Two tuples of noncommutative Orlicz sequence spaces and some geometry properties
Ma Zhenhua, Jiang Lining
TL;DR
The paper develops a interpolation framework for 2-tuples of noncommutative Orlicz sequence spaces $\bigoplus_{j=1}^{2}S_{\\varphi_{j},p}$ by leveraging the three-lines theorem to prove a noncommutative Riesz–Thorin interpolation theorem. This leads to Clarkson-type inequalities in the noncommutative Orlicz setting and enables explicit bounds for geometry constants, including the von Neumann–Jordan constant and nonsquare constant, for spaces $S_{\\varphi_{s}}$ and Schatten classes $S_{p}$. The results extend interpolation and geometric analysis techniques from classical $L_{p}$ and Schatten spaces to the broader noncommutative Orlicz context. These findings have implications for operator space theory and noncommutative geometry, providing tools to quantify convexity and stability properties of noncommutative Orlicz spaces.
Abstract
The primary contribution of this study lies in proposing a new concept termed $2$-tuples of noncommutative Orlicz sequence spaces $\bigoplus\limits_{j=1}^{2}S_{\varphi_{j},p}$, where $S_{\varphi_{j}}$ denotes a noncommutative Orlicz sequence space.
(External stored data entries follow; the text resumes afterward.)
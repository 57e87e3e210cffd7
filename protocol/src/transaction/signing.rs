//! Signature collection.
//!
//! Every signer signs the transaction id bytes. Signatures accumulate in a
//! [`SignatureSet`] keyed by signer public key, which only ever grows and
//! only admits keys the command names. The initiating node additionally
//! attaches an [`OriginAttestation`] made with its identity key. The
//! attestation sits next to the set, never inside it, so a fully signed set
//! holds exactly the command's signers.

use serde::{Deserialize, Serialize};
use std::collections::BTreeMap;
use thiserror::Error;

use super::builder::ProposedTransaction;
use crate::crypto::keys::{ConcordPublicKey, ConcordSignature};
use crate::identity::{KeyManagementService, KmsError, NodeIdentity};

/// Domain tag for origin attestations, so an attestation can never be
/// replayed as a transaction signature.
const ORIGIN_DOMAIN: &[u8] = b"concord/origin/";

// ---------------------------------------------------------------------------
// TransactionSignature
// ---------------------------------------------------------------------------

#[derive(Debug, Clone, PartialEq, Eq, Serialize, Deserialize)]
pub struct TransactionSignature {
    pub by: ConcordPublicKey,
    pub signature: ConcordSignature,
}

impl TransactionSignature {
    /// Sign `tx` with `key` held by `kms`.
    pub fn create(
        tx: &ProposedTransaction,
        key: &ConcordPublicKey,
        kms: &dyn KeyManagementService,
    ) -> Result<Self, KmsError> {
        let signature = kms.sign(key, tx.id.as_bytes())?;
        Ok(Self {
            by: key.clone(),
            signature,
        })
    }

    pub fn is_valid_for(&self, tx_id: &str) -> bool {
        self.by.verify(tx_id.as_bytes(), &self.signature)
    }
}

// ---------------------------------------------------------------------------
// SignatureSet
// ---------------------------------------------------------------------------

#[derive(Debug, Clone, PartialEq, Eq, Error)]
pub enum SignatureSetError {
    #[error("signer {0} is not required by the command")]
    UnexpectedSigner(String),

    #[error("signature by {0} does not verify")]
    InvalidSignature(String),
}

/// Signatures over one transaction, one per required signer key.
#[derive(Debug, Clone, Default, PartialEq, Eq, Serialize, Deserialize)]
pub struct SignatureSet {
    signatures: BTreeMap<ConcordPublicKey, TransactionSignature>,
}

impl SignatureSet {
    pub fn new() -> Self {
        Self::default()
    }

    /// Add `sig` after checking it against `tx`.
    ///
    /// A second signature by the same key replaces the first, so merging is
    /// idempotent per signer. Ed25519 signatures are deterministic, so a
    /// repeated merge leaves the set unchanged.
    pub fn merge(
        &mut self,
        tx: &ProposedTransaction,
        sig: TransactionSignature,
    ) -> Result<(), SignatureSetError> {
        if !tx.command.requires(&sig.by) {
            return Err(SignatureSetError::UnexpectedSigner(sig.by.to_hex()));
        }
        if !sig.is_valid_for(&tx.id) {
            return Err(SignatureSetError::InvalidSignature(sig.by.to_hex()));
        }
        self.signatures.insert(sig.by.clone(), sig);
        Ok(())
    }

    /// Merge several, stopping at the first bad one.
    pub fn merge_all(
        &mut self,
        tx: &ProposedTransaction,
        sigs: impl IntoIterator<Item = TransactionSignature>,
    ) -> Result<(), SignatureSetError> {
        for sig in sigs {
            self.merge(tx, sig)?;
        }
        Ok(())
    }

    /// Required signers with no signature yet.
    pub fn missing(&self, tx: &ProposedTransaction) -> Vec<ConcordPublicKey> {
        tx.command
            .signers
            .iter()
            .filter(|key| !self.signatures.contains_key(key))
            .cloned()
            .collect()
    }

    pub fn is_complete(&self, tx: &ProposedTransaction) -> bool {
        self.missing(tx).is_empty()
    }

    /// Re-check every signature. Used by receivers that did not build the set.
    pub fn verify_all(&self, tx: &ProposedTransaction) -> Result<(), SignatureSetError> {
        for (key, sig) in &self.signatures {
            if key != &sig.by || !tx.command.requires(key) {
                return Err(SignatureSetError::UnexpectedSigner(key.to_hex()));
            }
            if !sig.is_valid_for(&tx.id) {
                return Err(SignatureSetError::InvalidSignature(key.to_hex()));
            }
        }
        Ok(())
    }

    pub fn signers(&self) -> impl Iterator<Item = &ConcordPublicKey> {
        self.signatures.keys()
    }

    pub fn get(&self, key: &ConcordPublicKey) -> Option<&TransactionSignature> {
        self.signatures.get(key)
    }

    pub fn len(&self) -> usize {
        self.signatures.len()
    }

    pub fn is_empty(&self) -> bool {
        self.signatures.is_empty()
    }
}

// ---------------------------------------------------------------------------
// OriginAttestation
// ---------------------------------------------------------------------------

/// The initiating node vouching for a proposal with its identity key.
#[derive(Debug, Clone, PartialEq, Eq, Serialize, Deserialize)]
pub struct OriginAttestation {
    pub node: NodeIdentity,
    pub signature: ConcordSignature,
}

impl OriginAttestation {
    fn message(tx_id: &str) -> Vec<u8> {
        let mut msg = ORIGIN_DOMAIN.to_vec();
        msg.extend_from_slice(tx_id.as_bytes());
        msg
    }

    pub fn create(
        tx: &ProposedTransaction,
        node: NodeIdentity,
        kms: &dyn KeyManagementService,
    ) -> Result<Self, KmsError> {
        let signature = kms.sign(&node.owning_key, &Self::message(&tx.id))?;
        Ok(Self { node, signature })
    }

    pub fn is_valid_for(&self, tx_id: &str) -> bool {
        self.node
            .owning_key
            .verify(&Self::message(tx_id), &self.signature)
    }
}

// ---------------------------------------------------------------------------
// SignedTransaction
// ---------------------------------------------------------------------------

/// A proposal travelling with its signatures.
#[derive(Debug, Clone, PartialEq, Eq, Serialize, Deserialize)]
pub struct SignedTransaction {
    pub proposal: ProposedTransaction,
    pub signatures: SignatureSet,
    pub attestation: OriginAttestation,
}

impl SignedTransaction {
    pub fn id(&self) -> &str {
        &self.proposal.id
    }

    pub fn is_fully_signed(&self) -> bool {
        self.signatures.is_complete(&self.proposal)
    }

    pub fn missing_signers(&self) -> Vec<ConcordPublicKey> {
        self.signatures.missing(&self.proposal)
    }
}

#[cfg(test)]
mod tests {
    use super::*;
    use crate::crypto::keys::ConcordKeypair;
    use crate::identity::{InMemoryKeyManager, NodeName, PseudonymousIdentity};
    use crate::transaction::builder::tests::notary_ref;
    use crate::transaction::builder::TransitionBuilder;
    use uuid::Uuid;

    struct Fixture {
        kms: InMemoryKeyManager,
        tx: ProposedTransaction,
        source_key: ConcordPublicKey,
        target_key: ConcordPublicKey,
    }

    fn fixture() -> Fixture {
        let kms = InMemoryKeyManager::new(ConcordKeypair::generate());
        let source_key = kms.fresh_key(Uuid::new_v4());
        let target_key = kms.fresh_key(Uuid::new_v4());
        let tx = TransitionBuilder::new(notary_ref())
            .source(PseudonymousIdentity {
                account_id: Uuid::new_v4(),
                owning_key: source_key.clone(),
                host: NodeName::from("A"),
            })
            .target(PseudonymousIdentity {
                account_id: Uuid::new_v4(),
                owning_key: target_key.clone(),
                host: NodeName::from("B"),
            })
            .assemble()
            .unwrap();
        Fixture {
            kms,
            tx,
            source_key,
            target_key,
        }
    }

    #[test]
    fn merge_is_idempotent_per_signer() {
        let f = fixture();
        let sig = TransactionSignature::create(&f.tx, &f.source_key, &f.kms).unwrap();

        let mut once = SignatureSet::new();
        once.merge(&f.tx, sig.clone()).unwrap();

        let mut twice = SignatureSet::new();
        twice.merge(&f.tx, sig.clone()).unwrap();
        twice.merge(&f.tx, sig).unwrap();

        assert_eq!(once, twice);
        assert_eq!(twice.len(), 1);
    }

    #[test]
    fn complete_set_holds_exactly_the_command_signers() {
        let f = fixture();
        let mut set = SignatureSet::new();
        assert_eq!(set.missing(&f.tx).len(), 2);

        set.merge(&f.tx, TransactionSignature::create(&f.tx, &f.target_key, &f.kms).unwrap())
            .unwrap();
        assert!(!set.is_complete(&f.tx));
        assert_eq!(set.missing(&f.tx), vec![f.source_key.clone()]);

        set.merge(&f.tx, TransactionSignature::create(&f.tx, &f.source_key, &f.kms).unwrap())
            .unwrap();
        assert!(set.is_complete(&f.tx));

        let signers: Vec<_> = set.signers().cloned().collect();
        assert_eq!(signers, f.tx.command.signers);
        assert!(set.verify_all(&f.tx).is_ok());
    }

    #[test]
    fn unexpected_signer_is_refused() {
        let f = fixture();
        let identity = f.kms.identity_key();
        let sig = TransactionSignature::create(&f.tx, &identity, &f.kms).unwrap();

        let mut set = SignatureSet::new();
        assert!(matches!(
            set.merge(&f.tx, sig),
            Err(SignatureSetError::UnexpectedSigner(_))
        ));
        assert!(set.is_empty());
    }

    #[test]
    fn signature_over_other_transaction_is_refused() {
        let f = fixture();
        let other = TransitionBuilder::new(notary_ref())
            .source(PseudonymousIdentity {
                account_id: Uuid::new_v4(),
                owning_key: f.source_key.clone(),
                host: NodeName::from("A"),
            })
            .target(PseudonymousIdentity {
                account_id: Uuid::new_v4(),
                owning_key: f.target_key.clone(),
                host: NodeName::from("B"),
            })
            .assemble()
            .unwrap();
        let foreign = TransactionSignature::create(&other, &f.source_key, &f.kms).unwrap();

        let mut set = SignatureSet::new();
        assert!(matches!(
            set.merge(&f.tx, foreign),
            Err(SignatureSetError::InvalidSignature(_))
        ));
    }

    #[test]
    fn attestation_verifies_only_for_its_transaction() {
        let f = fixture();
        let node = NodeIdentity {
            name: NodeName::from("A"),
            owning_key: f.kms.identity_key(),
        };
        let attestation = OriginAttestation::create(&f.tx, node, &f.kms).unwrap();

        assert!(attestation.is_valid_for(&f.tx.id));
        assert!(!attestation.is_valid_for("ff"));
    }
}
//! # In-process Cluster
//!
//! Wires several [`ConcordNode`]s, one [`UniquenessNotary`] and an
//! [`InMemoryNetwork`] together inside one process. The node binary uses it
//! to simulate a deployment and the end-to-end tests use it to run real
//! flows without sockets.
//!
//! ```text
//! ClusterBuilder::new(notary)
//!     .node("PartyA", verifier) .node("PartyB", verifier)
//!     .account("alice", "PartyA") .account("bob", "PartyB")
//!     .build()?
//! ```
//!
//! With a data directory every vault and the notary live on disk under it,
//! one sled database per node, so a cluster rebuilt over the same directory
//! sees everything committed before.

use std::collections::BTreeMap;
use std::path::PathBuf;
use std::sync::Arc;
use thiserror::Error;
use tokio::sync::{broadcast, watch};
use tokio::task::JoinHandle;
use tracing::{info, warn};

use crate::config::{FlowConfig, FLOW_EVENT_CAPACITY};
use crate::crypto::keys::ConcordKeypair;
use crate::flow::{ConcordNode, NodeServices};
use crate::identity::{Account, AccountDirectory, InMemoryKeyManager, NodeIdentity, NodeName};
use crate::network::InMemoryNetwork;
use crate::notary::{OrderingService, UniquenessNotary};
use crate::storage::{DbError, LedgerDB};
use crate::transaction::LegalityVerifier;

#[derive(Debug, Error)]
pub enum ClusterError {
    #[error("storage: {0}")]
    Storage(#[from] DbError),

    #[error("account '{account}' is hosted on unknown node {host}")]
    UnknownHost { account: String, host: String },

    #[error("nodes are configured for notary {configured}, cluster notary is {actual}")]
    NotaryMismatch { configured: String, actual: String },
}

// ---------------------------------------------------------------------------
// Builder
// ---------------------------------------------------------------------------

pub struct ClusterBuilder {
    notary: NodeName,
    config: FlowConfig,
    nodes: Vec<(NodeName, Arc<dyn LegalityVerifier>)>,
    accounts: Vec<Account>,
    data_dir: Option<PathBuf>,
}

impl ClusterBuilder {
    pub fn new(notary: impl Into<NodeName>) -> Self {
        let notary = notary.into();
        Self {
            config: FlowConfig::with_notary(notary.as_str()),
            notary,
            nodes: Vec::new(),
            accounts: Vec::new(),
            data_dir: None,
        }
    }

    /// Flow settings shared by every node. The pinned notary must match.
    pub fn config(mut self, config: FlowConfig) -> Self {
        self.config = config;
        self
    }

    pub fn node(mut self, name: impl Into<NodeName>, verifier: Arc<dyn LegalityVerifier>) -> Self {
        self.nodes.push((name.into(), verifier));
        self
    }

    pub fn account(self, name: &str, host: impl Into<NodeName>) -> Self {
        let account = Account::new(name, host.into());
        self.register(account)
    }

    /// Add an account as is, keeping whatever id it already has.
    pub fn register(mut self, account: Account) -> Self {
        self.accounts.push(account);
        self
    }

    pub fn data_dir(mut self, dir: impl Into<PathBuf>) -> Self {
        self.data_dir = Some(dir.into());
        self
    }

    /// Open storage, register every node and spawn its responder.
    ///
    /// Must be called inside a tokio runtime.
    pub fn build(self) -> Result<Cluster, ClusterError> {
        if self.config.notary != self.notary.as_str() {
            return Err(ClusterError::NotaryMismatch {
                configured: self.config.notary.clone(),
                actual: self.notary.to_string(),
            });
        }

        let directory = Arc::new(AccountDirectory::new());
        for account in self.accounts {
            if !self.nodes.iter().any(|(name, _)| *name == account.host) {
                return Err(ClusterError::UnknownHost {
                    account: account.name,
                    host: account.host.to_string(),
                });
            }
            directory.register(account);
        }

        let notary_keypair = ConcordKeypair::generate();
        let notary = Arc::new(match &self.data_dir {
            Some(dir) => UniquenessNotary::open(self.notary.clone(), notary_keypair, dir.join("notary"))?,
            None => UniquenessNotary::open_temporary(self.notary.clone(), notary_keypair)?,
        });

        let network = InMemoryNetwork::new();
        let (shutdown_tx, shutdown_rx) = watch::channel(false);
        let mut nodes = BTreeMap::new();

        for (name, verifier) in self.nodes {
            let vault = Arc::new(match &self.data_dir {
                Some(dir) => LedgerDB::open(dir.join(storage_dir_name(&name)))?,
                None => LedgerDB::open_temporary()?,
            });

            let identity_key = ConcordKeypair::generate();
            let identity = NodeIdentity {
                name: name.clone(),
                owning_key: identity_key.public_key(),
            };
            let inbox = network.register(identity.clone());
            let (events, _) = broadcast::channel(FLOW_EVENT_CAPACITY);

            let node = ConcordNode::new(NodeServices {
                identity,
                kms: Arc::new(InMemoryKeyManager::new(identity_key)),
                directory: Arc::clone(&directory),
                vault: vault.clone(),
                notary: notary.clone(),
                transport: Arc::new(network.handle(name.clone())),
                verifier,
                config: self.config.clone(),
                events,
            });
            let responder = node.spawn_responder(inbox, shutdown_rx.clone());
            nodes.insert(
                name,
                ClusterNode {
                    node,
                    vault,
                    responder,
                },
            );
        }

        info!(
            nodes = nodes.len(),
            accounts = directory.len(),
            notary = %self.notary,
            persistent = self.data_dir.is_some(),
            "cluster started"
        );

        Ok(Cluster {
            network,
            directory,
            notary,
            nodes,
            shutdown: shutdown_tx,
        })
    }
}

/// Filesystem-safe directory name for a node's vault.
fn storage_dir_name(name: &NodeName) -> String {
    name.as_str()
        .chars()
        .map(|c| if c.is_ascii_alphanumeric() { c.to_ascii_lowercase() } else { '_' })
        .collect()
}

// ---------------------------------------------------------------------------
// Cluster
// ---------------------------------------------------------------------------

struct ClusterNode {
    node: ConcordNode,
    vault: Arc<LedgerDB>,
    responder: JoinHandle<()>,
}

pub struct Cluster {
    network: Arc<InMemoryNetwork>,
    directory: Arc<AccountDirectory>,
    notary: Arc<UniquenessNotary>,
    nodes: BTreeMap<NodeName, ClusterNode>,
    shutdown: watch::Sender<bool>,
}

impl Cluster {
    pub fn network(&self) -> &Arc<InMemoryNetwork> {
        &self.network
    }

    pub fn directory(&self) -> &Arc<AccountDirectory> {
        &self.directory
    }

    pub fn notary(&self) -> &Arc<UniquenessNotary> {
        &self.notary
    }

    pub fn notary_name(&self) -> NodeName {
        self.notary.identity().name
    }

    pub fn node(&self, name: &str) -> Option<&ConcordNode> {
        self.nodes.get(&NodeName::from(name)).map(|n| &n.node)
    }

    pub fn vault(&self, name: &str) -> Option<&Arc<LedgerDB>> {
        self.nodes.get(&NodeName::from(name)).map(|n| &n.vault)
    }

    pub fn node_names(&self) -> Vec<NodeName> {
        self.nodes.keys().cloned().collect()
    }

    /// Cut `name` off the network. Its responder keeps running but nothing
    /// reaches it.
    pub fn disconnect(&self, name: &str) {
        warn!(node = name, "disconnecting node");
        self.network.disconnect(&NodeName::from(name));
    }

    /// Stop every responder and flush every vault.
    pub async fn shutdown(self) -> Result<(), ClusterError> {
        let _ = self.shutdown.send(true);
        for (name, member) in self.nodes {
            if let Err(e) = member.responder.await {
                warn!(node = %name, error = %e, "responder task ended abnormally");
            }
            member.vault.flush()?;
        }
        info!("cluster stopped");
        Ok(())
    }
}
By leveraging the three-line theorem, we establish the Riesz-Thorin interpolation theorem for $\bigoplus\limits_{j=1}^{2}S_{\varphi_{j},p}$. As applications, we derive bound for the nonsquare and von Neumann-Jordan constant of noncommutative Orlicz space $S_{\varphi_{s}} (0<s\leq1)$, where $\varphi_{s}$ is an intermediate function.